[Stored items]
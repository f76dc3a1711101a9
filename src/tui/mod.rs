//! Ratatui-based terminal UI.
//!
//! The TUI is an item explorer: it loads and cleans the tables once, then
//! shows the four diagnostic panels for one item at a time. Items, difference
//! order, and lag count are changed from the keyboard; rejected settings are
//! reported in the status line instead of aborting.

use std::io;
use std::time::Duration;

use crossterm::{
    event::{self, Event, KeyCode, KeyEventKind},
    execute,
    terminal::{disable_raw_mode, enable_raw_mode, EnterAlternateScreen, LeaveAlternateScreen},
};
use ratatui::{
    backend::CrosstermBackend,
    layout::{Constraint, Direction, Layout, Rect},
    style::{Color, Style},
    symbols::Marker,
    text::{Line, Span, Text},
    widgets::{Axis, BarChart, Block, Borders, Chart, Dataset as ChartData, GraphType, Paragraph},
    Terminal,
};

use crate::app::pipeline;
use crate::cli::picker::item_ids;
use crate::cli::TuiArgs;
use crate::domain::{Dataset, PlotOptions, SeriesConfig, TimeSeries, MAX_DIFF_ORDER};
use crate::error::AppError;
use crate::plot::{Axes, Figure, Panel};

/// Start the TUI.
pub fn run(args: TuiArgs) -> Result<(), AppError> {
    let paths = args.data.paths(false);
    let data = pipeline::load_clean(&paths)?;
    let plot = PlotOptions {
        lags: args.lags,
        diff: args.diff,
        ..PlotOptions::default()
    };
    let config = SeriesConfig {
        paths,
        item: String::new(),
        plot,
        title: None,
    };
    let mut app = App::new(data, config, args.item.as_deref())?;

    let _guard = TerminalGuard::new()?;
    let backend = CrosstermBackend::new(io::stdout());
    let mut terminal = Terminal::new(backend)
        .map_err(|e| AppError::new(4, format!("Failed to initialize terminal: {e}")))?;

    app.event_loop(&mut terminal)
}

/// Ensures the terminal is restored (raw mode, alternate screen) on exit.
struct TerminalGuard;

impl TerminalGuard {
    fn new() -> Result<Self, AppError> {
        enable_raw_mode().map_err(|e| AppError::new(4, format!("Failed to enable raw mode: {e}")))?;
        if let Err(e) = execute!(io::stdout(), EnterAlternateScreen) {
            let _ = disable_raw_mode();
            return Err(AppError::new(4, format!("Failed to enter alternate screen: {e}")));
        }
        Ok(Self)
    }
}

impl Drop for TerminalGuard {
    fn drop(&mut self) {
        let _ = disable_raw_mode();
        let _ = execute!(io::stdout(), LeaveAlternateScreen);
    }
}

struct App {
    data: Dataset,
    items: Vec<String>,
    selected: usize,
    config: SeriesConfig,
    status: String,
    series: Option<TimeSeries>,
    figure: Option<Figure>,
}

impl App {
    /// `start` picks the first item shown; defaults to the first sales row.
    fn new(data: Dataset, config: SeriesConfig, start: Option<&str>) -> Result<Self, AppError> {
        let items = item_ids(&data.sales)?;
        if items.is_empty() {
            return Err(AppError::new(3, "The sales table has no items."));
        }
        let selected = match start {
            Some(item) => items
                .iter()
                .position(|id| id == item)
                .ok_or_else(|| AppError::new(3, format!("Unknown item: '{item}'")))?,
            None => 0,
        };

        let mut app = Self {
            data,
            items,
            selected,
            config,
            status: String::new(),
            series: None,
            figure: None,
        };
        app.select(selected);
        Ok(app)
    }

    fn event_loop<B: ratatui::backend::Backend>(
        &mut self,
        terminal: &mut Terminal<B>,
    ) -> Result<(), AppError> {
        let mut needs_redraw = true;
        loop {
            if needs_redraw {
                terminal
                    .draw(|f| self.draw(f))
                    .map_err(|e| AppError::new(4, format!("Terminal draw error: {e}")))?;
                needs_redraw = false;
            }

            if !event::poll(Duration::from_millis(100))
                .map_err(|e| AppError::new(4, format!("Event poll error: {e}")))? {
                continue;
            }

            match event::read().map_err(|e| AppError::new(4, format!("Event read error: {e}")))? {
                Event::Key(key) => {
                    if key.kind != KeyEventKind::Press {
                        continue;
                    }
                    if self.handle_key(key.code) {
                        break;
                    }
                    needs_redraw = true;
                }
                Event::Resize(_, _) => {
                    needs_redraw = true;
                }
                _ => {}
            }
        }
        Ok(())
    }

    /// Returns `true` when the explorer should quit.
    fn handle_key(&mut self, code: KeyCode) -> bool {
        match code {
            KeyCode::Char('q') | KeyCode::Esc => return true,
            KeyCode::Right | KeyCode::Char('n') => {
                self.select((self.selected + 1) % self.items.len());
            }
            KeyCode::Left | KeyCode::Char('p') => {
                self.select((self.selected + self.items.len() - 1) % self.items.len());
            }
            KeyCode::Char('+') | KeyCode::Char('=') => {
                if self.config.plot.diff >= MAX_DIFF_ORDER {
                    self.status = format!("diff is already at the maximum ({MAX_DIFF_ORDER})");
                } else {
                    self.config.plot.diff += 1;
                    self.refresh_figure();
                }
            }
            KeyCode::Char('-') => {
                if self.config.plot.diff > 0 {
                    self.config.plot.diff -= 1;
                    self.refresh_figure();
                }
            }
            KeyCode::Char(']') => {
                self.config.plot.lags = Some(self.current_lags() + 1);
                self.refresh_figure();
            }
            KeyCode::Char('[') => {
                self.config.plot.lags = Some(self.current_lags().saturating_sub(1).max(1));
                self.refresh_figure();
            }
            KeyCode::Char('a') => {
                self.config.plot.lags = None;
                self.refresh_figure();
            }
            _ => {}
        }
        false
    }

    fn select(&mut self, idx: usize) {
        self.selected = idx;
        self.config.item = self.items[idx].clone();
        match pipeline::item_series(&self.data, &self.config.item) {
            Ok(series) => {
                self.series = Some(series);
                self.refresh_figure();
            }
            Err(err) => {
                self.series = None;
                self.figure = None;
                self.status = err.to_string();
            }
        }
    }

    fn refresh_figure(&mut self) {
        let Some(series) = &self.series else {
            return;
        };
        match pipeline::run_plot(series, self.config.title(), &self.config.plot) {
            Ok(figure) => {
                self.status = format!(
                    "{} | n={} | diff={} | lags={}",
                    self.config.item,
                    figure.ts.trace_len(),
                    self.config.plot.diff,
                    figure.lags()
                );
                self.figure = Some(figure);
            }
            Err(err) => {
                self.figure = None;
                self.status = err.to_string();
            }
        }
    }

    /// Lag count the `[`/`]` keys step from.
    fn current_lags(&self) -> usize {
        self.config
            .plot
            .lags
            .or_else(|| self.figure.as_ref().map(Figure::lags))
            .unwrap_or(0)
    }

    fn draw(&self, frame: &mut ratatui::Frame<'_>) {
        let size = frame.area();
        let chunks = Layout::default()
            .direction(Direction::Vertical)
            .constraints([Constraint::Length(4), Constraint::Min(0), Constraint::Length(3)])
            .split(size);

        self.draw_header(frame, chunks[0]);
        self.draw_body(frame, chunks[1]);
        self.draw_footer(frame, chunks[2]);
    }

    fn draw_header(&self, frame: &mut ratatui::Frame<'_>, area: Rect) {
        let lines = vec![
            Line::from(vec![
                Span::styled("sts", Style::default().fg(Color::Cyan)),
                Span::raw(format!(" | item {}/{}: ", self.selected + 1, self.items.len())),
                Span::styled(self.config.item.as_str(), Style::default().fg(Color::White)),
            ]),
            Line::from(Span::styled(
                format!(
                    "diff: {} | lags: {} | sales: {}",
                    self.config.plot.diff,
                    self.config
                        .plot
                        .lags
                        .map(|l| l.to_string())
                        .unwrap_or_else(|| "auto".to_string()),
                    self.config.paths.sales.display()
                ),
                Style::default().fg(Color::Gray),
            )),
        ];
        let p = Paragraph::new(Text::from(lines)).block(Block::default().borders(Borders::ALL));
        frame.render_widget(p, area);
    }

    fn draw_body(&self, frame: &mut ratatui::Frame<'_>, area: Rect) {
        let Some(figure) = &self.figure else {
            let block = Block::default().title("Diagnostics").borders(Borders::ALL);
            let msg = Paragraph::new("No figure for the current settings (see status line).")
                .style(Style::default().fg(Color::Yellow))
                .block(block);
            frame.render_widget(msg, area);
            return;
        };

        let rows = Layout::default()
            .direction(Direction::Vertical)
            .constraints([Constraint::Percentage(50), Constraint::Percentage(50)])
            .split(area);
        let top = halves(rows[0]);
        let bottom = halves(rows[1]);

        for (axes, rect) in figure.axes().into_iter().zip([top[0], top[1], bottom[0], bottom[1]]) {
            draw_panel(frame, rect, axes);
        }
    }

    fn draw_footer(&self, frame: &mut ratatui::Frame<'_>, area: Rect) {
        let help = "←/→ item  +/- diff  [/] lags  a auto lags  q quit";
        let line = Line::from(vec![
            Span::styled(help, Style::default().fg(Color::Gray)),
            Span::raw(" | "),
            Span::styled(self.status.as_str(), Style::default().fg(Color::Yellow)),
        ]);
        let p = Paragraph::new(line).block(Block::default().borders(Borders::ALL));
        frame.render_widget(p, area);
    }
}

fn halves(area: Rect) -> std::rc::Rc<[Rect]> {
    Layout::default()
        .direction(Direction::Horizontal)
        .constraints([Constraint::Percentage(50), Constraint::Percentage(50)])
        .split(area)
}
---
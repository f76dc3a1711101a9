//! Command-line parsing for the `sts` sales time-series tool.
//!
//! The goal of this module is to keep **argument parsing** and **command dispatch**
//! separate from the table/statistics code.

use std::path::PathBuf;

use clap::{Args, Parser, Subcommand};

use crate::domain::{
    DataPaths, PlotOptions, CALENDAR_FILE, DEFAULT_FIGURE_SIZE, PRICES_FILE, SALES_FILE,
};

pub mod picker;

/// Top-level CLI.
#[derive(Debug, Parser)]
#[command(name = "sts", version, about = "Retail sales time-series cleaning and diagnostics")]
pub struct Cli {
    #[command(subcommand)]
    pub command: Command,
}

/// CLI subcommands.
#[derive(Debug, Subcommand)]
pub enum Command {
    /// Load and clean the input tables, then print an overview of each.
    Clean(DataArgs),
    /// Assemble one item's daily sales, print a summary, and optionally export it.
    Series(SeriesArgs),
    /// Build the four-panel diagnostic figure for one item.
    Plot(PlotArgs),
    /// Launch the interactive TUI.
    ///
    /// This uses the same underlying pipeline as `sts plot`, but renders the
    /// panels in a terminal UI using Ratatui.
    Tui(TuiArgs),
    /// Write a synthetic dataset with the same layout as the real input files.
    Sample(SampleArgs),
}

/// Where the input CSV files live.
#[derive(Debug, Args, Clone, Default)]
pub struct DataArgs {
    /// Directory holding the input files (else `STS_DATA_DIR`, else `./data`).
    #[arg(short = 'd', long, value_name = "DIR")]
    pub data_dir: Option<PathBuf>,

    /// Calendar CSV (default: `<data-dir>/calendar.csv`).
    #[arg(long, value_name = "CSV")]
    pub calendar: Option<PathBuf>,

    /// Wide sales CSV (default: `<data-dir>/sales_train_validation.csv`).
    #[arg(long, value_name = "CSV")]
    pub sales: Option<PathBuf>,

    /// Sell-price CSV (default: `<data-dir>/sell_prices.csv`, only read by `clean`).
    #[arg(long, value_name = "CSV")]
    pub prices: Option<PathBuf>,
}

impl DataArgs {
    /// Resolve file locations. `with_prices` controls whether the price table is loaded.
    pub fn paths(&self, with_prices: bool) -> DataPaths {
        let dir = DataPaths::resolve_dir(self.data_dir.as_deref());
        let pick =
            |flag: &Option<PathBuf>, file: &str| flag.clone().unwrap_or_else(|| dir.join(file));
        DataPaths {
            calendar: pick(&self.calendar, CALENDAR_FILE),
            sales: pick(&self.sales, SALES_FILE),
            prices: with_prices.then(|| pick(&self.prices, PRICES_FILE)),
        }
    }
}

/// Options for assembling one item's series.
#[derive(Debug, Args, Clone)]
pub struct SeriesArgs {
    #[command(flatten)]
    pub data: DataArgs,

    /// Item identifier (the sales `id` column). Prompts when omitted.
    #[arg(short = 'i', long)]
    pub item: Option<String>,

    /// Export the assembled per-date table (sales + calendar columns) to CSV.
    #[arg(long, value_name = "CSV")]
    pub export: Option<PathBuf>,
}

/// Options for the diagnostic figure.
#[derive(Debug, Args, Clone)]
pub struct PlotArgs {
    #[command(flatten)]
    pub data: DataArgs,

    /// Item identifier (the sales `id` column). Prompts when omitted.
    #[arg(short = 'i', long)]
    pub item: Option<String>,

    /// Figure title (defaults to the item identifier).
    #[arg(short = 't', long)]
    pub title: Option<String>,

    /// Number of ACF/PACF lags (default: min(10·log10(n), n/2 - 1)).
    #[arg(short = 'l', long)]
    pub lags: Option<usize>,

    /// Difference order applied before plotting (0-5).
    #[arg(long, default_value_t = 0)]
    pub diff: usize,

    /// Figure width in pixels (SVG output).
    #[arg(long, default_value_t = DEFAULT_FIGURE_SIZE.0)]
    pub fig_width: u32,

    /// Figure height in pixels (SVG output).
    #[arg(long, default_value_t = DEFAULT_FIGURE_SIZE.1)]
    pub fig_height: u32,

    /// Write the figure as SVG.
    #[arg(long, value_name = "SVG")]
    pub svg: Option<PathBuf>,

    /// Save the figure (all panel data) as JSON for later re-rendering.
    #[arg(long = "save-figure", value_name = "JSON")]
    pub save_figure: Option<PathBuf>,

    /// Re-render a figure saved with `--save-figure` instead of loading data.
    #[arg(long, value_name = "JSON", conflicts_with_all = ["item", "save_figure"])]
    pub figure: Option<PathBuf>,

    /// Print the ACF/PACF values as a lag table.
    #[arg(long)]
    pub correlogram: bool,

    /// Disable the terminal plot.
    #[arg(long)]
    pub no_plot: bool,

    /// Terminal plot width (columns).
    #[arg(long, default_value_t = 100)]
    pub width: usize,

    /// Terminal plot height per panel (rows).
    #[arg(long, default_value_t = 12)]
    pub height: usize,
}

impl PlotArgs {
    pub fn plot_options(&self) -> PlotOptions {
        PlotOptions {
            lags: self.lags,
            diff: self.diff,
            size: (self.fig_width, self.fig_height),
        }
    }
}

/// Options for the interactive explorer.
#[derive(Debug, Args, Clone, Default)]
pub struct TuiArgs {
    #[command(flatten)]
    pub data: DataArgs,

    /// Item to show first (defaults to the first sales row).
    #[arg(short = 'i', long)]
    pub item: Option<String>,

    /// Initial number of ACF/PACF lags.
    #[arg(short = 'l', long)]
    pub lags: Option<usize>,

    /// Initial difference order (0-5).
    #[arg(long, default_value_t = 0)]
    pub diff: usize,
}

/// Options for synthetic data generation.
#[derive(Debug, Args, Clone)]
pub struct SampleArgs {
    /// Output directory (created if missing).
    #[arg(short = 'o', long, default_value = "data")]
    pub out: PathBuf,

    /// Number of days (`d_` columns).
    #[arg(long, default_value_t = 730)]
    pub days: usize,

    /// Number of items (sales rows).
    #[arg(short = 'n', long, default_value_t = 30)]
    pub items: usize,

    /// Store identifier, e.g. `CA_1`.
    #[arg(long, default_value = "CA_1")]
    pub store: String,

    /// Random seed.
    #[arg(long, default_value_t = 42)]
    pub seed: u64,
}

— YOUR ASSIGNMENT —
Return only the lines between the one holding "overview of each." and the one holding "pub struct PlotArgs", inclusive, exactly as they appear above.

— SOLUTION TO THIS EXERCISE —
    /// Load and clean the input tables, then print an overview of each.
    Clean(DataArgs),
    /// Assemble one item's daily sales, print a summary, and optionally export it.
    Series(SeriesArgs),
    /// Build the four-panel diagnostic figure for one item.
    Plot(PlotArgs),
    /// Launch the interactive TUI.
    ///
    /// This uses the same underlying pipeline as `sts plot`, but renders the
    /// panels in a terminal UI using Ratatui.
    Tui(TuiArgs),
    /// Write a synthetic dataset with the same layout as the real input files.
    Sample(SampleArgs),
}

/// Where the input CSV files live.
#[derive(Debug, Args, Clone, Default)]
pub struct DataArgs {
    /// Directory holding the input files (else `STS_DATA_DIR`, else `./data`).
    #[arg(short = 'd', long, value_name = "DIR")]
    pub data_dir: Option<PathBuf>,

    /// Calendar CSV (default: `<data-dir>/calendar.csv`).
    #[arg(long, value_name = "CSV")]
    pub calendar: Option<PathBuf>,

    /// Wide sales CSV (default: `<data-dir>/sales_train_validation.csv`).
    #[arg(long, value_name = "CSV")]
    pub sales: Option<PathBuf>,

    /// Sell-price CSV (default: `<data-dir>/sell_prices.csv`, only read by `clean`).
    #[arg(long, value_name = "CSV")]
    pub prices: Option<PathBuf>,
}

impl DataArgs {
    /// Resolve file locations. `with_prices` controls whether the price table is loaded.
    pub fn paths(&self, with_prices: bool) -> DataPaths {
        let dir = DataPaths::resolve_dir(self.data_dir.as_deref());
        let pick =
            |flag: &Option<PathBuf>, file: &str| flag.clone().unwrap_or_else(|| dir.join(file));
        DataPaths {
            calendar: pick(&self.calendar, CALENDAR_FILE),
            sales: pick(&self.sales, SALES_FILE),
            prices: with_prices.then(|| pick(&self.prices, PRICES_FILE)),
        }
    }
}

/// Options for assembling one item's series.
#[derive(Debug, Args, Clone)]
pub struct SeriesArgs {
    #[command(flatten)]
    pub data: DataArgs,

    /// Item identifier (the sales `id` column). Prompts when omitted.
    #[arg(short = 'i', long)]
    pub item: Option<String>,

    /// Export the assembled per-date table (sales + calendar columns) to CSV.
    #[arg(long, value_name = "CSV")]
    pub export: Option<PathBuf>,
}

/// Options for the diagnostic figure.
#[derive(Debug, Args, Clone)]
pub struct PlotArgs {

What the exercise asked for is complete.